Yes I Can Say That: When They Come for the Comedians We’re All in Trouble Audiobook (Free)

Summary:

‘Zero one makes me giggle harder than Judy Gold. If I got to pick one comedian to create a publication about free conversation, it might be Judy.’ – Amy Schumer

From award-winning comedian Judy Gold, a concise, funny, and thoughtful polemic on the current assault on comedy, that explores how it really is undermining free talk and a simple attack against the integrity from the art.

From Mae West and Lenny Bruce to Richard Pryor and Howard Stern to Kathy Griffith and Kevin Hart, comedians have long been under about Yes I COULD Say That: IF THEY Come for the Comedians We’re All in Trouble fireplace for using provocative, often taboo topics to challenge mores and get a laugh. However in age social media, comedians are at greater threat of becoming silenced, enduring shaming, dangers, and damaged professions because of angry, censorious digital mobs.

But while comedians’ work has frequently been used to rile up detractors, a new threat has emerged from the left: identity politics and notions like ‘safetyism’ and trigger warnings that are now making a cultural and political standard that works perilously near censorship. From college campuses to the Oscars, comics are becoming censured for aged jokes, long-standing comedy traditions, unfinished bits and old material that rather than being forgotten, move viral.

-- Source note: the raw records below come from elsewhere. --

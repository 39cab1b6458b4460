use anyhow::{Context, Result, anyhow};
use rand::Rng;
use serde::{Deserialize, Serialize};
use sketch_types::{Difficulty, GameSettings, WordSelectionMode};
use std::path::Path;

pub const CUSTOM_CATEGORY: &str = "Custom";
const CUSTOM_DIFFICULTY: Difficulty = Difficulty::Medium;
const CUSTOM_BASE_POINTS: u32 = 75;

#[derive(Debug, Clone, Serialize, Deserialize)]
#[serde(rename_all = "camelCase")]
pub struct WordCategory {
    pub name: String,
    pub difficulty: Difficulty,
    pub base_points: u32,
    pub words: Vec<String>,
}

impl WordCategory {
    pub fn new(name: &str, difficulty: Difficulty, base_points: u32, words: &[&str]) -> Self {
        Self {
            name: name.to_string(),
            difficulty,
            base_points,
            words: words.iter().map(|w| w.to_string()).collect(),
        }
    }
}

/// The word picked for a round.
#[derive(Debug, Clone, PartialEq)]
pub struct WordSelection {
    pub word: String,
    pub category: String,
    pub difficulty: Difficulty,
    pub base_points: u32,
    pub is_custom: bool,
}

enum Candidate<'a> {
    Category(&'a WordCategory),
    Custom(&'a [String]),
}

impl Candidate<'_> {
    fn words(&self) -> &[String] {
        match self {
            Candidate::Category(category) => &category.words,
            Candidate::Custom(words) => words,
        }
    }

    fn has_unused(&self, used: &[String]) -> bool {
        self.words().iter().any(|w| !used.contains(w))
    }

    fn selection(&self, word: String) -> WordSelection {
        match self {
            Candidate::Category(category) => WordSelection {
                word,
                category: category.name.clone(),
                difficulty: category.difficulty,
                base_points: category.base_points,
                is_custom: false,
            },
            Candidate::Custom(_) => WordSelection {
                word,
                category: CUSTOM_CATEGORY.to_string(),
                difficulty: CUSTOM_DIFFICULTY,
                base_points: CUSTOM_BASE_POINTS,
                is_custom: true,
            },
        }
    }
}

#[derive(Debug, Clone)]
pub struct WordCatalog {
    categories: Vec<WordCategory>,
}

impl WordCatalog {
    /// Catalog with the four built-in categories.
    pub fn builtin() -> Self {
        Self::from_categories(vec![
            WordCategory::new(
                "Animals",
                Difficulty::Easy,
                50,
                &[
                    "CAT", "DOG", "FISH", "BIRD", "HORSE", "COW", "PIG", "SHEEP", "DUCK", "FROG",
                    "RABBIT", "MOUSE", "BEAR", "LION", "TIGER", "ELEPHANT", "GIRAFFE", "MONKEY",
                    "PENGUIN", "DOLPHIN",
                ],
            ),
            WordCategory::new(
                "Objects",
                Difficulty::Medium,
                75,
                &[
                    "CHAIR", "TABLE", "BOOK", "PHONE", "COMPUTER", "CAMERA", "GUITAR", "PIANO",
                    "BICYCLE", "CAR", "AIRPLANE", "BOAT", "UMBRELLA", "CLOCK", "LAMP", "MIRROR",
                    "SCISSORS", "HAMMER",
                ],
            ),
            WordCategory::new(
                "Food",
                Difficulty::Easy,
                50,
                &[
                    "PIZZA",
                    "BURGER",
                    "SANDWICH",
                    "APPLE",
                    "BANANA",
                    "ORANGE",
                    "CAKE",
                    "COOKIE",
                    "ICE CREAM",
                    "CHOCOLATE",
                    "BREAD",
                    "CHEESE",
                    "PASTA",
                    "RICE",
                ],
            ),
            WordCategory::new(
                "Nature",
                Difficulty::Medium,
                75,
                &[
                    "TREE", "FLOWER", "MOUNTAIN", "OCEAN", "RIVER", "LAKE", "FOREST", "DESERT",
                    "RAINBOW", "CLOUD", "SUN", "MOON", "STAR",
                ],
            ),
        ])
    }

    /// Words are trimmed and uppercased; blank entries are dropped.
    pub fn from_categories(categories: Vec<WordCategory>) -> Self {
        let categories = categories
            .into_iter()
            .map(|mut category| {
                category.words = normalize_words(&category.words);
                category
            })
            .collect();
        Self { categories }
    }

    /// Parse a JSON array of `{name, difficulty, basePoints, words}` objects.
    pub fn from_json(json: &str) -> Result<Self> {
        let categories: Vec<WordCategory> =
            serde_json::from_str(json).context("Failed to parse word catalog JSON")?;
        let catalog = Self::from_categories(categories);
        if catalog.word_count() == 0 {
            return Err(anyhow!("Word catalog contains no words"));
        }
        Ok(catalog)
    }

    pub fn from_file<P: AsRef<Path>>(path: P) -> Result<Self> {
        let path = path.as_ref();
        let json = std::fs::read_to_string(path)
            .with_context(|| format!("Failed to read word catalog {}", path.display()))?;
        Self::from_json(&json)
    }

    pub fn category_names(&self) -> Vec<&str> {
        self.categories.iter().map(|c| c.name.as_str()).collect()
    }

    pub fn word_count(&self) -> usize {
        self.categories.iter().map(|c| c.words.len()).sum()
    }

    /// Pick a word honoring the room's categories, difficulty and word mode.
    ///
    /// Words in `used` are avoided while any unused candidate remains. When the
    /// configured categories yield nothing, the whole catalog is used instead.
    pub fn select_word<R: Rng + ?Sized>(
        &self,
        settings: &GameSettings,
        used: &[String],
        rng: &mut R,
    ) -> WordSelection {
        let custom_words = normalize_words(&settings.custom_words);

        if settings.word_mode == WordSelectionMode::CustomOnly && !custom_words.is_empty() {
            return pick(&[Candidate::Custom(&custom_words)], used, rng);
        }

        let mut candidates: Vec<Candidate> = self
            .categories
            .iter()
            .filter(|c| !c.words.is_empty())
            .filter(|c| settings.categories.iter().any(|name| name == &c.name))
            .filter(|c| settings.difficulty.allows(c.difficulty))
            .map(Candidate::Category)
            .collect();

        if settings.include_custom_words
            && !custom_words.is_empty()
            && settings.difficulty.allows(CUSTOM_DIFFICULTY)
        {
            candidates.push(Candidate::Custom(&custom_words));
        }

        if candidates.is_empty() {
            tracing::debug!("No words match room settings, falling back to full catalog");
            candidates = self
                .categories
                .iter()
                .filter(|c| !c.words.is_empty())
                .map(Candidate::Category)
                .collect();
        }

        if candidates.is_empty() {
            return fallback_word();
        }

        pick(&candidates, used, rng)
    }
}

impl Default for WordCatalog {
    fn default() -> Self {
        Self::builtin()
    }
}

fn pick<R: Rng + ?Sized>(candidates: &[Candidate], used: &[String], rng: &mut R) -> WordSelection {
    let fresh: Vec<&Candidate> = candidates.iter().filter(|c| c.has_unused(used)).collect();
    let pool: Vec<&Candidate> = if fresh.is_empty() {
        candidates.iter().collect()
    } else {
        fresh
    };

    let candidate = pool[rng.random_range(0..pool.len())];
    let unused: Vec<&String> = candidate
        .words()
        .iter()
        .filter(|w| !used.contains(w))
        .collect();
    let words: Vec<&String> = if unused.is_empty() {
        candidate.words().iter().collect()
    } else {
        unused
    };

    let word = words[rng.random_range(0..words.len())].clone();
    candidate.selection(word)
}

fn fallback_word() -> WordSelection {
    WordSelection {
        word: "CAT".to_string(),
        category: "Animals".to_string(),
        difficulty: Difficulty::Easy,
        base_points: 50,
        is_custom: false,
    }
}

pub fn normalize_words(words: &[String]) -> Vec<String> {
    words
        .iter()
        .map(|w| w.trim().to_uppercase())
        .filter(|w| !w.is_empty())
        .collect()
}

#[cfg(test)]
mod tests {
    use super::*;
    use rand::SeedableRng;
    use rand::rngs::StdRng;
    use sketch_types::DifficultyMode;

    fn rng() -> StdRng {
        StdRng::seed_from_u64(7)
    }

    #[test]
    fn test_builtin_catalog() {
        let catalog = WordCatalog::builtin();
        assert_eq!(
            catalog.category_names(),
            vec!["Animals", "Objects", "Food", "Nature"]
        );
        assert_eq!(catalog.word_count(), 65);
    }

    #[test]
    fn test_selection_respects_categories_and_difficulty() {
        let catalog = WordCatalog::builtin();
        let settings = GameSettings {
            categories: vec!["Animals".to_string(), "Objects".to_string()],
            difficulty: DifficultyMode::Medium,
            ..GameSettings::default()
        };

        let mut rng = rng();
        for _ in 0..50 {
            let selection = catalog.select_word(&settings, &[], &mut rng);
            assert_eq!(selection.category, "Objects");
            assert_eq!(selection.difficulty, Difficulty::Medium);
            assert_eq!(selection.base_points, 75);
        }
    }

    #[test]
    fn test_empty_candidate_set_falls_back_to_catalog() {
        let catalog = WordCatalog::builtin();
        let settings = GameSettings {
            categories: vec!["Animals".to_string()],
            difficulty: DifficultyMode::Hard,
            ..GameSettings::default()
        };

        let selection = catalog.select_word(&settings, &[], &mut rng());
        assert!(catalog.category_names().contains(&selection.category.as_str()));
        assert!(!selection.is_custom);
    }

    #[test]
    fn test_custom_only_mode() {
        let catalog = WordCatalog::builtin();
        let settings = GameSettings {
            word_mode: WordSelectionMode::CustomOnly,
            custom_words: vec!["  rocket ship ".to_string(), "volcano".to_string()],
            ..GameSettings::default()
        };

        let mut rng = rng();
        for _ in 0..20 {
            let selection = catalog.select_word(&settings, &[], &mut rng);
            assert!(selection.is_custom);
            assert_eq!(selection.category, CUSTOM_CATEGORY);
            assert!(["ROCKET SHIP", "VOLCANO"].contains(&selection.word.as_str()));
        }
    }

    #[test]
    fn test_custom_only_with_no_words_uses_categories() {
        let catalog = WordCatalog::builtin();
        let settings = GameSettings {
            word_mode: WordSelectionMode::CustomOnly,
            ..GameSettings::default()
        };

        let selection = catalog.select_word(&settings, &[], &mut rng());
        assert!(!selection.is_custom);
    }

    #[test]
    fn test_used_words_are_avoided_until_exhausted() {
        let catalog = WordCatalog::from_categories(vec![WordCategory::new(
            "Animals",
            Difficulty::Easy,
            50,
            &["cat", "dog"],
        )]);
        let settings = GameSettings::default();
        let mut rng = rng();

        for _ in 0..10 {
            let selection = catalog.select_word(&settings, &["CAT".to_string()], &mut rng);
            assert_eq!(selection.word, "DOG");
        }

        let used = vec!["CAT".to_string(), "DOG".to_string()];
        let selection = catalog.select_word(&settings, &used, &mut rng);
        assert!(used.contains(&selection.word));
    }

    #[test]
    fn test_from_json() {
        let json = r#"[{"name":"Space","difficulty":"hard","basePoints":100,"words":["comet"," nebula ",""]}]"#;
        let catalog = WordCatalog::from_json(json).unwrap();
        assert_eq!(catalog.category_names(), vec!["Space"]);
        assert_eq!(catalog.word_count(), 2);

        let settings = GameSettings {
            categories: vec!["Space".to_string()],
            ..GameSettings::default()
        };
        let selection = catalog.select_word(&settings, &[], &mut rng());
        assert_eq!(selection.difficulty, Difficulty::Hard);
        assert!(["COMET", "NEBULA"].contains(&selection.word.as_str()));
    }

    #[test]
    fn test_from_json_rejects_empty_catalog() {
        assert!(WordCatalog::from_json("[]").is_err());
        assert!(WordCatalog::from_json("not json").is_err());
    }

    #[test]
    fn test_empty_catalog_returns_fallback_word() {
        let catalog = WordCatalog::from_categories(Vec::new());
        let selection = catalog.select_word(&GameSettings::default(), &[], &mut rng());
        assert_eq!(selection.word, "CAT");
    }
}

For comics like Judy Gold, today’s attacks on comics could have Richard Pryor and Lenny Bruce ‘rolling within their graves.’ ‘No one has the proper to tell comics what they can or cannot joke about. Do you tell performers what they can or cannot color?’ she asks. Freedom of speech is fundamental for great stand-up humor. Humor is the most palatable way to discuss a subversive or taboo subject, nonetheless it better be funny. A comic’s observations are intentionally delivered to entertain, provoke, and result in an exchange of suggestions. ‘We are truth tellers.’ More essential, the tolerance of free speech is vital for a healthy democracy.

In addition to offering readers an instant study on the annals of comedy and the arts (noting such historical research factors as The Hays Code) as well as the threats to them, Yellow metal takes readers on the hilarious ride with chapters such as for example ‘Thank God Don Rickles is Dead,’ aswell as her singular undertake ‘micro-aggressions,’ such as for example:

Person: ‘OMG! You’re a lesbian? I had developed no idea. After all you wear make-up. When do you become a lesbian?’

Judy Gold: ‘Coincidently, immediately after I actually met you!’ (micro-assault!)

With this era of ‘fake news,’ partisan politics, and heated rhetoric, the necessity to protect totally free speech has never been greater, specifically for comics, who frequently serve simply because the canaries in the coalmine, monitoring the health of our democracy. Yes I Can Say That is a funny and provocative look at how secure spaces will be the very antithesis of comedy as an art form-and an urgent call to arms to safeguard our most fundamental Constitutional right. There’s reasonable it had been the FIRST amendment.